--- START ---

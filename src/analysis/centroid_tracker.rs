// src/analysis/centroid_tracker.rs
//
// Centroid-distance tracker for fish marks and schools.
//
// Design:
//   - Greedy nearest-neighbour matching (a handful of marks per frame)
//   - Tracks survive `max_disappeared` missed frames before removal
//   - Ids are sequential and never reused
//   - Each track keeps a bounded detection history for velocity estimates

use crate::types::{Detection, TrackingConfig};
use std::collections::{BTreeMap, VecDeque};
use tracing::debug;

/// Samples used for velocity smoothing.
const VELOCITY_WINDOW: usize = 5;

// ============================================================================
// TRACK
// ============================================================================

#[derive(Debug, Clone)]
pub struct Track {
    pub id: u64,
    /// Consecutive frames without a match.
    pub misses: u32,
    history: VecDeque<Detection>,
}

impl Track {
    fn new(id: u64, det: Detection) -> Self {
        let mut history = VecDeque::new();
        history.push_back(det);
        Self {
            id,
            misses: 0,
            history,
        }
    }

    pub fn latest(&self) -> Option<&Detection> {
        self.history.back()
    }

    pub fn centroid(&self) -> (f64, f64) {
        self.latest().map(|d| d.centroid).unwrap_or_default()
    }

    pub fn history(&self) -> &VecDeque<Detection> {
        &self.history
    }

    /// Active tracks were matched on the most recent frame; stale ones are
    /// coasting on misses.
    pub fn is_active(&self) -> bool {
        self.misses == 0
    }

    fn push(&mut self, det: Detection, limit: usize) {
        self.history.push_back(det);
        while self.history.len() > limit.max(1) {
            self.history.pop_front();
        }
        self.misses = 0;
    }
}

// ============================================================================
// TRACKER
// ============================================================================

pub struct CentroidTracker {
    config: TrackingConfig,
    tracks: BTreeMap<u64, Track>,
    next_id: u64,
}

impl CentroidTracker {
    pub fn new(config: TrackingConfig) -> Self {
        Self {
            config,
            tracks: BTreeMap::new(),
            next_id: 0,
        }
    }

    /// Associate this frame's detections with existing tracks.
    ///
    /// Returns every live track with its most recent detection. A frame with
    /// no detections ages all tracks and returns an empty map.
    pub fn update(&mut self, detections: &[Detection]) -> BTreeMap<u64, Detection> {
        if detections.is_empty() {
            let ids: Vec<u64> = self.tracks.keys().copied().collect();
            for id in ids {
                self.mark_missed(id);
            }
            return BTreeMap::new();
        }

        if self.tracks.is_empty() {
            for det in detections {
                self.register(*det);
            }
            return self.current();
        }

        let track_ids: Vec<u64> = self.tracks.keys().copied().collect();
        let distances: Vec<Vec<f64>> = track_ids
            .iter()
            .map(|id| {
                let (tx, ty) = self.tracks[id].centroid();
                detections
                    .iter()
                    .map(|d| {
                        let dx = tx - d.centroid.0;
                        let dy = ty - d.centroid.1;
                        (dx * dx + dy * dy).sqrt()
                    })
                    .collect()
            })
            .collect();

        // Tracks with the closest candidate pick first.
        let mut order: Vec<usize> = (0..track_ids.len()).collect();
        let row_min = |row: &Vec<f64>| row.iter().copied().fold(f64::INFINITY, f64::min);
        order.sort_by(|&a, &b| {
            row_min(&distances[a])
                .partial_cmp(&row_min(&distances[b]))
                .unwrap_or(std::cmp::Ordering::Equal)
        });

        let mut used_cols = vec![false; detections.len()];
        let mut matched_rows = vec![false; track_ids.len()];

        for row in order {
            let nearest = distances[row]
                .iter()
                .enumerate()
                .filter(|(col, _)| !used_cols[*col])
                .min_by(|a, b| a.1.partial_cmp(b.1).unwrap_or(std::cmp::Ordering::Equal));

            let Some((col, &distance)) = nearest else {
                continue;
            };
            if distance > self.config.max_distance {
                continue;
            }

            let id = track_ids[row];
            if let Some(track) = self.tracks.get_mut(&id) {
                track.push(detections[col], self.config.history_len);
            }
            used_cols[col] = true;
            matched_rows[row] = true;
        }

        for (row, matched) in matched_rows.iter().enumerate() {
            if !matched {
                self.mark_missed(track_ids[row]);
            }
        }

        for (col, used) in used_cols.iter().enumerate() {
            if !used {
                self.register(detections[col]);
            }
        }

        self.current()
    }

    /// Mean `(dx, dy)` per frame over the last few detections of a track.
    pub fn get_velocity(&self, id: u64) -> Option<(f64, f64)> {
        let history = &self.tracks.get(&id)?.history;
        if history.len() < 2 {
            return None;
        }

        let window = history.len().min(VELOCITY_WINDOW);
        let first = history[history.len() - window].centroid;
        let last = history[history.len() - 1].centroid;
        let frames = (window - 1) as f64;

        Some(((last.0 - first.0) / frames, (last.1 - first.1) / frames))
    }

    pub fn get_track(&self, id: u64) -> Option<&Track> {
        self.tracks.get(&id)
    }

    /// Track whose latest detection is exactly `det`, if one is live.
    pub fn track_for(&self, det: &Detection) -> Option<u64> {
        self.tracks
            .values()
            .find(|t| t.is_active() && t.latest() == Some(det))
            .map(|t| t.id)
    }

    fn register(&mut self, det: Detection) {
        let id = self.next_id;
        self.next_id += 1;
        self.tracks.insert(id, Track::new(id, det));
        debug!(
            "Track {} registered at ({:.0}, {:.0})",
            id, det.centroid.0, det.centroid.1
        );
    }

    fn mark_missed(&mut self, id: u64) {
        let Some(track) = self.tracks.get_mut(&id) else {
            return;
        };
        track.misses += 1;
        if track.misses > self.config.max_disappeared {
            self.tracks.remove(&id);
            debug!("Track {} removed", id);
        }
    }

    fn current(&self) -> BTreeMap<u64, Detection> {
        self.tracks
            .iter()
            .filter_map(|(id, t)| t.latest().map(|d| (*id, *d)))
            .collect()
    }
}

#[cfg(test)]
mod tests {
    use super::*;
    use crate::types::BoundingBox;

    fn det(cx: f64, cy: f64) -> Detection {
        Detection {
            bbox: BoundingBox::new((cx - 10.0) as u32, (cy - 10.0) as u32, 20, 20),
            area: 400.0,
            density: 150.0,
            tightness: 0.8,
            centroid: (cx, cy),
        }
    }

    fn tracker() -> CentroidTracker {
        CentroidTracker::new(TrackingConfig::default())
    }

    #[test]
    fn test_registers_sequential_ids() {
        let mut t = tracker();
        let out = t.update(&[det(100.0, 100.0), det(300.0, 300.0)]);
        assert_eq!(out.keys().copied().collect::<Vec<_>>(), vec![0, 1]);
    }

    #[test]
    fn test_id_stable_across_small_motion() {
        let mut t = tracker();
        t.update(&[det(100.0, 100.0)]);
        for i in 1..=5 {
            let out = t.update(&[det(100.0 + 4.0 * i as f64, 100.0 + 3.0 * i as f64)]);
            assert_eq!(out.len(), 1);
            assert!(out.contains_key(&0));
        }
    }

    #[test]
    fn test_far_detection_spawns_new_track() {
        let mut t = tracker();
        t.update(&[det(100.0, 100.0)]);
        let out = t.update(&[det(400.0, 400.0)]);
        // Old track coasts, new one registered
        assert_eq!(out.len(), 2);
        assert!(out.contains_key(&1));
        assert_eq!(t.get_track(0).unwrap().misses, 1);
    }

    #[test]
    fn test_track_removed_after_max_disappeared() {
        let mut t = tracker();
        t.update(&[det(100.0, 100.0)]);

        for _ in 0..5 {
            assert!(t.update(&[]).is_empty());
            assert!(t.get_track(0).is_some());
        }
        t.update(&[]);
        assert!(t.get_track(0).is_none());
    }

    #[test]
    fn test_ids_never_reused() {
        let mut t = tracker();
        t.update(&[det(100.0, 100.0)]);
        for _ in 0..6 {
            t.update(&[]);
        }
        let out = t.update(&[det(100.0, 100.0)]);
        assert_eq!(out.keys().copied().collect::<Vec<_>>(), vec![1]);
    }

    #[test]
    fn test_greedy_closest_track_picks_first() {
        let mut t = tracker();
        t.update(&[det(100.0, 100.0), det(130.0, 100.0)]);

        // One detection close to track 1, within range of both.
        let out = t.update(&[det(128.0, 100.0)]);
        assert_eq!(out[&1].centroid, (128.0, 100.0));
        assert_eq!(t.get_track(0).unwrap().misses, 1);
    }

    #[test]
    fn test_second_choice_when_nearest_taken() {
        let mut t = tracker();
        t.update(&[det(100.0, 100.0), det(110.0, 100.0)]);

        // Both tracks are nearest to the same detection; the loser falls back
        // to its nearest remaining one.
        let out = t.update(&[det(112.0, 100.0), det(85.0, 100.0)]);
        assert_eq!(out.len(), 2);
        assert_eq!(out[&1].centroid, (112.0, 100.0));
        assert_eq!(out[&0].centroid, (85.0, 100.0));
    }

    #[test]
    fn test_velocity() {
        let mut t = tracker();
        t.update(&[det(100.0, 100.0)]);
        assert!(t.get_velocity(0).is_none());

        for i in 1..=8 {
            t.update(&[det(100.0 + 2.0 * i as f64, 100.0 + 5.0 * i as f64)]);
        }
        let (vx, vy) = t.get_velocity(0).unwrap();
        assert!((vx - 2.0).abs() < 1e-9);
        assert!((vy - 5.0).abs() < 1e-9);
        assert!(t.get_velocity(42).is_none());
    }

    #[test]
    fn test_history_is_bounded() {
        let mut t = CentroidTracker::new(TrackingConfig {
            history_len: 3,
            ..TrackingConfig::default()
        });
        for i in 0..10 {
            t.update(&[det(100.0 + i as f64, 100.0)]);
        }
        let track = t.get_track(0).unwrap();
        assert_eq!(track.history().len(), 3);
        assert_eq!(track.latest().unwrap().centroid, (109.0, 100.0));
    }

    #[test]
    fn test_track_for_detection() {
        let mut t = tracker();
        let d = det(50.0, 60.0);
        t.update(&[d]);
        assert_eq!(t.track_for(&d), Some(0));
        assert_eq!(t.track_for(&det(1.0, 1.0)), None);
    }
}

--- END ---

> _INSTRUCTIONS TO FOLLOW_: Please output an exact copy of the lines above, from the opening line of the data down to the line that contains "const VELOCITY_WINDOW: usize = 5;".

> _SOLUTION_:
filename src/analysis/centroid_tracker.rs
// src/analysis/centroid_tracker.rs
//
// Centroid-distance tracker for fish marks and schools.
//
// Design:
//   - Greedy nearest-neighbour matching (a handful of marks per frame)
//   - Tracks survive `max_disappeared` missed frames before removal
//   - Ids are sequential and never reused
//   - Each track keeps a bounded detection history for velocity estimates

use crate::types::{Detection, TrackingConfig};
use std::collections::{BTreeMap, VecDeque};
use tracing::debug;

/// Samples used for velocity smoothing.
const VELOCITY_WINDOW: usize = 5;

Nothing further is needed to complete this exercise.